Published: 15:56, 26 March 2020
| Updated: 15:58, 26 March 2020
Gravesham Council says it is doing what it can to protect housing maintenance staff – despite fears workers are being put at undue risk during the coronavirus outbreak.
Following the nationwide drive to limit social interaction, the council has reduced its repair service to cover only emergency work, but some staff remain worried that they do not have adequate protective equipment to cut the risk of exposure to the virus.
The father of one maintenance worker contacted Kent Online to say his son – also a father – had asked for hand sanitiser and protective clothing, but had been denied the request.
"I can't understand it," he said. "He's got children. They need protective clothing and hand gel. The state of some of these homes he's going into. The kids are coughing and spluttering – I'm not saying they've all got coronavirus, but when they're going into these homes everybody's there.
"Someone from the council should phone ahead to ask if anyone has symptoms. They don't ask 'have you got children in the house, and can they stay in their room'.
"I believe the council has got the money to provide them with hand gel. They've got to ensure their employees are safe."
He believed managers were putting staff under undue pressure to carry on working, and that an attitude of denial was exacerbating the danger.
But Gravesham Council said the safety of staff was paramount and they had taken steps to improve saftey.
Nick Brown, Director of Housing & Operations at Gravesham Borough Council said: “The health and safety of our employees is always at the forefront of our thoughts, even more so in these difficult times.
“Despite Government guidance allowing repair and maintenance work to continue in people’s homes, to protect our workforce and our tenants as much as we can we are only carrying out emergency repair work on properties where the tenant’s health and safety, and/or the integrity of the building could be compromised if left unattended.
“We are also employing additional screening measures.
“When a tenant contacts the council to report an emergency repair, our call centre staff ask a series of questions to ensure that everyone in the household is fit and healthy, that our operative will have the ability to wash their hands on site, and that everyone in the household will stay two metres from the operative when they arrive.
“If they can confirm this, the member of staff attending the property will also complete a health and safety assessment prior to starting any work.
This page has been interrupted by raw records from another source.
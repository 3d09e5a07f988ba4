/*
 * Created on Mon Jan 15 2024
 *
 * This file is a part of Gibbon
 * Gibbon is a free and open-source authorization engine written by
 * Sayan Nandan ("the Author") that stores users, groups and permissions
 * in a transactional document store and encodes set membership as
 * fixed-length bitmasks, trading a little write amplification for
 * single-read permission checks.
 *
 * Copyright (c) 2024, Sayan Nandan <ohsayan@outlook.com>
 *
 * This program is free software: you can redistribute it and/or modify
 * it under the terms of the GNU Affero General Public License as published by
 * the Free Software Foundation, either version 3 of the License, or
 * (at your option) any later version.
 *
 * This program is distributed in the hope that it will be useful,
 * but WITHOUT ANY WARRANTY; without even the implied warranty of
 * MERCHANTABILITY or FITNESS FOR A PARTICULAR PURPOSE. See the
 * GNU Affero General Public License for more details.
 *
 * You should have received a copy of the GNU Affero General Public License
 * along with this program. If not, see <https://www.gnu.org/licenses/>.
 *
*/

//! The slot allocator shared by the group and permission collections.
//!
//! Slots are created once by the seeder and then only toggle between free
//! and allocated; the position is immutable and reused across allocation
//! cycles. Allocation takes the lowest free position: the collections are
//! ordered by position, so the first free row wins. Atomicity against racing
//! allocators comes from the store's optimistic commit: the loser's session
//! fails to commit, retries, and observes the winner's claim.

use {
    crate::{
        data::dict::{self, MetaDict},
        error::{Entity, GibbonError, GibbonResult},
    },
    std::collections::BTreeMap,
};

/// Row shape shared by the two slot collections
pub(crate) trait SlotRow: Clone {
    const ENTITY: Entity;
    /// a freshly seeded (or reset) free row; `mask_len` is ignored by rows
    /// that carry no mask
    fn new_free(position: u64, mask_len: usize) -> Self;
    fn position(&self) -> u64;
    fn is_allocated(&self) -> bool;
    fn into_allocated(self) -> Self;
    fn meta_mut(&mut self) -> &mut MetaDict;
}

/// Claim the lowest free slot: mark it allocated, attach the sanitized
/// caller metadata and return the post-image
pub(crate) fn allocate<R: SlotRow>(
    slots: &mut BTreeMap<u64, R>,
    mask_len: usize,
    meta: MetaDict,
) -> GibbonResult<R> {
    let position = slots
        .values()
        .find(|row| !row.is_allocated())
        .map(R::position)
        .ok_or(GibbonError::Exhausted(R::ENTITY))?;
    // rebuild from scratch so nothing from a prior allocation cycle leaks
    let mut row = R::new_free(position, mask_len);
    *row.meta_mut() = dict::sanitize(meta);
    let row = row.into_allocated();
    let _ = slots.insert(position, row.clone());
    Ok(row)
}

/// Reset every listed slot to its seeded state (allocated flag down, metadata
/// erased, mask zeroed where the row carries one). Positions without a row
/// match nothing, mirroring a replace-by-filter.
pub(crate) fn deallocate<R: SlotRow>(
    slots: &mut BTreeMap<u64, R>,
    mask_len: usize,
    positions: &[u64],
) {
    for position in positions {
        if slots.contains_key(position) {
            let _ = slots.insert(*position, R::new_free(*position, mask_len));
        }
    }
}

/// true iff every listed position exists with the wanted allocation state
pub(crate) fn validate<R: SlotRow>(
    slots: &BTreeMap<u64, R>,
    positions: &[u64],
    want_allocated: bool,
) -> bool {
    let matching = positions
        .iter()
        .filter(|p| {
            slots
                .get(*p)
                .map_or(false, |row| row.is_allocated() == want_allocated)
        })
        .count();
    matching == positions.len()
}

/// Insert fresh free rows for `from..=to`. Used by the seeder and by the
/// expand protocol; existing rows must not be present in the range.
pub(crate) fn seed_range<R: SlotRow>(
    slots: &mut BTreeMap<u64, R>,
    mask_len: usize,
    from: u64,
    to: u64,
) {
    for position in from..=to {
        debug_assert!(!slots.contains_key(&position), "seeding over a live row");
        let _ = slots.insert(position, R::new_free(position, mask_len));
    }
}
This includes questions relating to Covid-19."
He said all members of staff had the freedom to make a decision on whether they felt safe entering a property, and that the workforce was provided with "essential PPE" (personal protective equipment) which included disposable gloves.
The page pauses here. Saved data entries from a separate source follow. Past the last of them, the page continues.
/*
 * Created on Mon Jan 29 2024
 *
 * This file is a part of Gibbon
 * Gibbon is a free and open-source authorization engine written by
 * Sayan Nandan ("the Author") that stores users, groups and permissions
 * in a transactional document store and encodes set membership as
 * fixed-length bitmasks, trading a little write amplification for
 * single-read permission checks.
 *
 * Copyright (c) 2024, Sayan Nandan <ohsayan@outlook.com>
 *
 * This program is free software: you can redistribute it and/or modify
 * it under the terms of the GNU Affero General Public License as published by
 * the Free Software Foundation, either version 3 of the License, or
 * (at your option) any later version.
 *
 * This program is distributed in the hope that it will be useful,
 * but WITHOUT ANY WARRANTY; without even the implied warranty of
 * MERCHANTABILITY or FITNESS FOR A PARTICULAR PURPOSE. See the
 * GNU Affero General Public License for more details.
 *
 * You should have received a copy of the GNU Affero General Public License
 * along with this program. If not, see <https://www.gnu.org/licenses/>.
 *
*/

use {gibbon::config::ConfigError, std::collections::HashMap};

pub fn usage_error(msg: String) -> ConfigError {
    ConfigError::cli(msg)
}

/// `<subcommand> [--key=value | --key value]...`, collected without any
/// per-subcommand knowledge. Flags may repeat; consumers decide whether that
/// is an error.
#[derive(Debug, PartialEq)]
pub struct ParsedArgs {
    subcommand: String,
    options: HashMap<String, Vec<String>>,
}

impl ParsedArgs {
    pub fn parse(args: Vec<String>) -> Result<Self, ConfigError> {
        let mut it = args.into_iter();
        let subcommand = match it.next() {
            Some(s) if !s.starts_with('-') => s,
            Some(s) => return Err(usage_error(format!("expected a subcommand, found `{s}`"))),
            None => return Err(usage_error("expected a subcommand".to_owned())),
        };
        let mut options: HashMap<String, Vec<String>> = HashMap::new();
        while let Some(token) = it.next() {
            if !token.starts_with("--") {
                return Err(usage_error(format!("unexpected argument `{token}`")));
            }
            let (key, value) = match token.split_once('=') {
                Some((key, value)) => (key.to_owned(), value.to_owned()),
                None => match it.next() {
                    Some(value) if !value.starts_with("--") => (token, value),
                    _ => return Err(usage_error(format!("option `{token}` has no value"))),
                },
            };
            options.entry(key).or_default().push(value);
        }
        Ok(Self {
            subcommand,
            options,
        })
    }
    pub fn subcommand(&self) -> &str {
        &self.subcommand
    }
    pub fn take_required(&mut self, key: &str) -> Result<String, ConfigError> {
        self.take_optional(key)?
            .ok_or_else(|| usage_error(format!("missing required option `{key}`")))
    }
    pub fn take_optional(&mut self, key: &str) -> Result<Option<String>, ConfigError> {
        match self.options.remove(key) {
            Some(mut values) if values.len() == 1 => Ok(Some(values.remove(0))),
            Some(_) => Err(usage_error(format!("too many values for `{key}`"))),
            None => Ok(None),
        }
    }
    /// every option must have been consumed by now
    pub fn reject_leftovers(&self) -> Result<(), ConfigError> {
        match self.options.keys().next() {
            Some(key) => Err(usage_error(format!("unknown option `{key}`"))),
            None => Ok(()),
        }
    }
}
He added: “At the moment, masks are not required to enter a property where no one has, or is displaying symptoms of, Covid-19.
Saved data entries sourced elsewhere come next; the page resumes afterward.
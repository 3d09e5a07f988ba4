/*
 * Created on Sat Jan 27 2024
 *
 * This file is a part of Gibbon
 * Gibbon is a free and open-source authorization engine written by
 * Sayan Nandan ("the Author") that stores users, groups and permissions
 * in a transactional document store and encodes set membership as
 * fixed-length bitmasks, trading a little write amplification for
 * single-read permission checks.
 *
 * Copyright (c) 2024, Sayan Nandan <ohsayan@outlook.com>
 *
 * This program is free software: you can redistribute it and/or modify
 * it under the terms of the GNU Affero General Public License as published by
 * the Free Software Foundation, either version 3 of the License, or
 * (at your option) any later version.
 *
 * This program is distributed in the hope that it will be useful,
 * but WITHOUT ANY WARRANTY; without even the implied warranty of
 * MERCHANTABILITY or FITNESS FOR A PARTICULAR PURPOSE. See the
 * GNU Affero General Public License for more details.
 *
 * You should have received a copy of the GNU Affero General Public License
 * along with this program. If not, see <https://www.gnu.org/licenses/>.
 *
*/

use {
    super::engine,
    crate::error::GibbonError,
};

#[test]
fn seeding_creates_the_full_universe() {
    let g = engine(2, 3);
    assert!(g.initialize(None).unwrap());
    let permissions: Vec<u64> = (1..=16).collect();
    assert_eq!(g.find_permissions(None, &permissions).unwrap().len(), 16);
    let groups: Vec<u64> = (1..=24).collect();
    assert_eq!(g.find_groups(None, &groups).unwrap().len(), 24);
    // everything starts free
    assert!(g.find_all_allocated_permissions(None).unwrap().is_empty());
    assert!(g.find_all_allocated_groups(None).unwrap().is_empty());
}

#[test]
fn allocated_plus_free_always_covers_the_universe() {
    let g = engine(2, 2);
    g.initialize(None).unwrap();
    for _ in 0..5 {
        g.allocate_permission(None, into_dict!()).unwrap();
    }
    g.deallocate_permissions(None, [2u64, 4]).unwrap();
    let all: Vec<u64> = (1..=16).collect();
    let rows = g.find_permissions(None, &all).unwrap();
    let allocated = rows.iter().filter(|r| r.allocated).count();
    let free = rows.iter().filter(|r| !r.allocated).count();
    assert_eq!(allocated + free, 16);
    assert_eq!(allocated, 3);
}

#[test]
fn low_level_seed_refuses_a_populated_store() {
    let g = engine(1, 1);
    g.seed(None).unwrap();
    assert!(matches!(g.seed(None), Err(GibbonError::AlreadySeeded)));
}

#[test]
fn initialize_is_idempotent_and_preserves_allocations() {
    let g = engine(1, 1);
    assert!(g.initialize(None).unwrap());
    let row = g
        .allocate_permission(None, into_dict!("name" => "keepme"))
        .unwrap();
    assert!(!g.initialize(None).unwrap());
    let rows = g.find_permissions(None, &[row.position]).unwrap();
    assert_eq!(
        rows[0].meta.get("name").and_then(|c| c.try_str()),
        Some("keepme")
    );
    let all: Vec<u64> = (1..=8).collect();
    assert_eq!(g.find_permissions(None, &all).unwrap().len(), 8);
}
“We are working to source hand sanitiser, but quite rightly other services such as the NHS are being prioritised for the supplies available. However, protective gloves and hand washing are effective measures along with social distancing in trying to combat the spread of Covid-19.
“Although we have not yet had cause to, we do have measures in place to enable us to carry out emergency repair work where a household is in isolation due to symptoms or confirmed cases of Covid-19. These measures include the household isolating in a room within the house while the repair work is completed, and our operatives using protective equipment that is normally used for working with harmful materials.
“Our repairs and maintenance team have done a sterling job in continuing to provide a service to our tenants in such challenging and worrying times and we will continue to support them and give them guidance to ensure that continues in the safest way possible.”